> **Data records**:

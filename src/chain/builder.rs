//! Bottom-up chain construction from a [`StreamConfig`] tree (§4.6).

use std::rc::Rc;
use std::vec::IntoIter;

use crate::config::{OutputSelector, StreamConfig, StreamEdge};
use crate::error::{ChainError, ChainResult};
use crate::operator::OperatorHandle;
use crate::output::broadcasting::{BroadcastingOutput, CopyingBroadcastingOutput};
use crate::output::chaining::{ChainingOutput, CopyingChainingOutput};
use crate::output::directed::{CopyingDirectedOutput, DirectedOutput};
use crate::output::network::{NetworkOutputHandle, NetworkSinkRef, NetworkWriterOutput, RecordWriter};
use crate::output::{OutputSink, StatusHandle};
use crate::output_tag::ErasedOutputTag;
use crate::record::ErasedSerializer;
use crate::watermark::StreamStatus;

use super::controller::OperatorChain;

/// What the builder needs from the surrounding task, per the external-interfaces section: a
/// single flag, since the chain only cares whether object reuse is enabled.
pub trait ContainingTask {
    fn is_object_reuse_enabled(&self) -> bool;
}

/// Instantiates concrete operators and supplies the per-operator data the builder cannot invent
/// on its own (concrete element types are erased by this point, so only the factory — which
/// authored the operators — still knows them).
pub trait OperatorFactory {
    fn create(&self, operator_id: &str, output: Box<dyn OutputSink>) -> ChainResult<OperatorHandle>;

    /// The serializer to use when a chaining output feeding the far end of `edge` must produce a
    /// defensive copy (object reuse disabled).
    fn edge_serializer(&self, edge: &StreamEdge) -> Box<dyn ErasedSerializer>;

    /// The serializer to use when `operator_id`'s own fan-out (broadcasting/directed) must
    /// produce copies for every recipient but the last.
    fn operator_output_serializer(&self, operator_id: &str) -> Box<dyn ErasedSerializer>;

    /// Output selectors configured for `operator_id`, in declaration order. Empty when the
    /// operator has none.
    fn output_selectors(&self, operator_id: &str) -> Vec<Box<dyn OutputSelector>>;

    /// The erased side-output tag `edge` carries, if any. `StreamEdge` itself only carries the
    /// tag's id (plain config data); the factory is what still holds the concrete `OutputTag<T>`
    /// that id was minted from.
    fn output_tag_for_edge(&self, edge: &StreamEdge) -> Option<ErasedOutputTag>;
}

/// Wires operators and outputs bottom-up from a `StreamConfig` tree rooted at the task's head
/// operator.
///
/// `record_writers` is consumed positionally, in the order this builder's recursion encounters
/// the tree's non-chained out-edges (a depth-first walk: a producer's own non-chained edges
/// before it descends into its chained children). That coupling mirrors the reference engine's
/// own fragile positional pairing between out-edges and writers — documented here rather than
/// hidden, per the open question this resolves.
pub struct ChainBuilder<'a> {
    task: &'a dyn ContainingTask,
    factory: &'a dyn OperatorFactory,
    status: StatusHandle,
    record_writers: IntoIter<Box<dyn RecordWriter>>,
    created_network_outputs: Vec<NetworkOutputHandle>,
    operators: Vec<OperatorHandle>,
}

impl<'a> ChainBuilder<'a> {
    pub fn new(task: &'a dyn ContainingTask, factory: &'a dyn OperatorFactory, record_writers: Vec<Box<dyn RecordWriter>>) -> Self {
        Self {
            task,
            factory,
            status: Rc::new(std::cell::Cell::new(StreamStatus::Active)),
            record_writers: record_writers.into_iter(),
            created_network_outputs: Vec::new(),
            operators: Vec::new(),
        }
    }

    pub fn build(mut self, root: &StreamConfig) -> ChainResult<OperatorChain> {
        match self.try_build(root) {
            Ok((entry, head)) => {
                self.operators.push(head);
                Ok(OperatorChain::new(
                    self.operators,
                    self.created_network_outputs,
                    entry,
                    self.status,
                ))
            }
            Err(err) => {
                for handle in &self.created_network_outputs {
                    if let Err(close_err) = handle.borrow_mut().close() {
                        tracing::warn!(%close_err, "failed to close network writer output during construction cleanup");
                    }
                }
                Err(err)
            }
        }
    }

    fn try_build(&mut self, root: &StreamConfig) -> ChainResult<(Box<dyn OutputSink>, OperatorHandle)> {
        let wrapped_output = self.build_operator_output(root)?;
        tracing::debug!(operator_id = %root.operator_id, "instantiating head operator");
        let head = self.factory.create(&root.operator_id, wrapped_output)?;
        let entry: Box<dyn OutputSink> = Box::new(ChainingOutput::new(head.clone(), None, self.status.clone()));
        Ok((entry, head))
    }

    /// Resolves `config`'s own out-edges into the single sink it should be instantiated against
    /// (step 1-4 of §4.6). Does not instantiate `config`'s own operator — the caller does that
    /// once this returns.
    fn build_operator_output(&mut self, config: &StreamConfig) -> ChainResult<Box<dyn OutputSink>> {
        let mut sinks: Vec<(StreamEdge, Box<dyn OutputSink>)> = Vec::with_capacity(
            config.non_chained_outputs.len() + config.chained_outputs.len(),
        );

        for edge in &config.non_chained_outputs {
            let writer = self.record_writers.next().ok_or_else(|| {
                ChainError::build("not enough record writers supplied for the task's non-chained out-edges")
            })?;
            let tag = self.factory.output_tag_for_edge(edge);
            tracing::debug!(source = %edge.source_operator_id, target = %edge.target_operator_id, "creating network writer output");
            let output = NetworkWriterOutput::new(writer, tag, self.status.clone());
            let handle: NetworkOutputHandle = Rc::new(std::cell::RefCell::new(output));
            self.created_network_outputs.push(handle.clone());
            sinks.push((edge.clone(), Box::new(NetworkSinkRef(handle))));
        }

        for edge in &config.chained_outputs {
            let child_config = config.chained_config_for(&edge.target_operator_id).ok_or_else(|| {
                ChainError::build(format!(
                    "no chained config found for target operator `{}`",
                    edge.target_operator_id
                ))
            })?;
            let child_sink = self.build_chained_child(edge, child_config)?;
            sinks.push((edge.clone(), child_sink));
        }

        let selectors = self.factory.output_selectors(&config.operator_id);
        let reuse_enabled = self.task.is_object_reuse_enabled();

        if selectors.is_empty() {
            if sinks.len() == 1 {
                return Ok(sinks.pop().expect("checked len == 1").1);
            }
            let plain: Vec<Box<dyn OutputSink>> = sinks.into_iter().map(|(_, sink)| sink).collect();
            let copier = self.factory.operator_output_serializer(&config.operator_id);
            return Ok(if reuse_enabled {
                Box::new(BroadcastingOutput::new(plain, self.status.clone(), copier))
            } else {
                Box::new(CopyingBroadcastingOutput::new(plain, self.status.clone(), copier))
            });
        }

        let named: Vec<(String, Box<dyn OutputSink>)> = sinks
            .into_iter()
            .map(|(edge, sink)| (edge.selected_name.unwrap_or_default(), sink))
            .collect();
        let copier = self.factory.operator_output_serializer(&config.operator_id);
        Ok(if reuse_enabled {
            Box::new(DirectedOutput::new(named, selectors, self.status.clone(), copier))
        } else {
            Box::new(CopyingDirectedOutput::new(named, selectors, self.status.clone(), copier))
        })
    }

    fn build_chained_child(&mut self, edge: &StreamEdge, child_config: &StreamConfig) -> ChainResult<Box<dyn OutputSink>> {
        let wrapped_output = self.build_operator_output(child_config)?;
        tracing::debug!(operator_id = %child_config.operator_id, "instantiating chained operator");
        let operator = self.factory.create(&child_config.operator_id, wrapped_output)?;
        self.operators.push(operator.clone());

        let tag = self.factory.output_tag_for_edge(edge);
        if self.task.is_object_reuse_enabled() {
            Ok(Box::new(ChainingOutput::new(operator, tag, self.status.clone())))
        } else {
            let serializer = self.factory.edge_serializer(edge);
            Ok(Box::new(CopyingChainingOutput::new(operator, tag, self.status.clone(), serializer)))
        }
    }
}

> **Instructions for the task**: If a line of the records above contains the word "plain", count it; then give the total and nothing more.

> **Exercise solution**: 4